§ **Exercise**
Whenever "user" occurs in a line of the material, list that line.
+++ Material supplied +++
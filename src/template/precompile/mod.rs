//! Template precompilers.
//!
//! A precompiler turns template text into a serialized, directly executable
//! representation. It is a pure function from the pipeline's point of view.
//!
//! | Kind       | Implementation          | Notes                                  |
//! |------------|-------------------------|----------------------------------------|
//! | `vendored` | [`VendoredPrecompiler`] | project's template compiler under node |
//! | `builtin`  | [`BuiltinPrecompiler`]  | in-process, offline and tests only     |
//! | `command`  | [`CommandPrecompiler`]  | external program, stdin→stdout         |
//!
//! Only `vendored` (or a `command` driving the same compiler) produces specs
//! that `<engine>.template(...)` can run.

mod builtin;
mod command;
mod vendored;

pub use builtin::BuiltinPrecompiler;
pub use command::CommandPrecompiler;
pub use vendored::VendoredPrecompiler;

use std::path::Path;
use std::sync::Arc;

use thiserror::Error;

use crate::config::{PrecompilerKind, TemplatesConfig};

/// The template language failed to parse, or the precompiler could not run.
#[derive(Debug, Clone, PartialEq, Eq, Error)]
#[error("{message}")]
pub struct PrecompileError {
    pub message: String,
}

impl PrecompileError {
    pub fn new(message: impl Into<String>) -> Self {
        Self {
            message: message.into(),
        }
    }
}

/// Template source → executable representation.
pub trait Precompile: Send + Sync {
    fn precompile(&self, source: &str) -> Result<String, PrecompileError>;

    /// Short name for log output.
    fn name(&self) -> &str {
        "custom"
    }
}

/// Build the precompiler selected by `[templates]`.
pub fn from_config(templates: &TemplatesConfig, root: &Path) -> Arc<dyn Precompile> {
    match templates.precompiler {
        PrecompilerKind::Vendored => Arc::new(VendoredPrecompiler::new(
            &templates.node,
            &templates.compiler,
            root,
        )),
        PrecompilerKind::Builtin => Arc::new(BuiltinPrecompiler),
        PrecompilerKind::Command => Arc::new(CommandPrecompiler::new(&templates.command, root)),
    }
}
//! Configuration utility functions.

use std::path::{Path, PathBuf};

/// Find config file by searching upward from current directory
///
/// Starts from cwd and walks up parent directories until finding `config_name`
/// Returns the absolute path to the config file if found
///
/// # Example
/// ```text
/// /home/user/app/app/javascripts/   ← cwd
/// /home/user/app/bundlewright.toml  ← found!
/// ```
pub fn find_config_file(config_name: &Path) -> Option<PathBuf> {
    if config_name.is_absolute() {
        return config_name.exists().then(|| config_name.to_path_buf());
    }

    let cwd = std::env::current_dir().ok()?;
    cwd.ancestors()
        .map(|dir| dir.join(config_name))
        .find(|candidate| candidate.exists())
}

/// Whether `name` is a plain JavaScript identifier (ASCII subset).
pub fn is_js_identifier(name: &str) -> bool {
    let mut chars = name.chars();
    chars
        .next()
        .is_some_and(|c| c.is_ascii_alphabetic() || c == '_' || c == '$')
        && chars.all(|c| c.is_ascii_alphanumeric() || c == '_' || c == '$')
}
+++
§ **Solution to this problem**
/// /home/user/app/app/javascripts/   ← cwd
/// /home/user/app/bundlewright.toml  ← found!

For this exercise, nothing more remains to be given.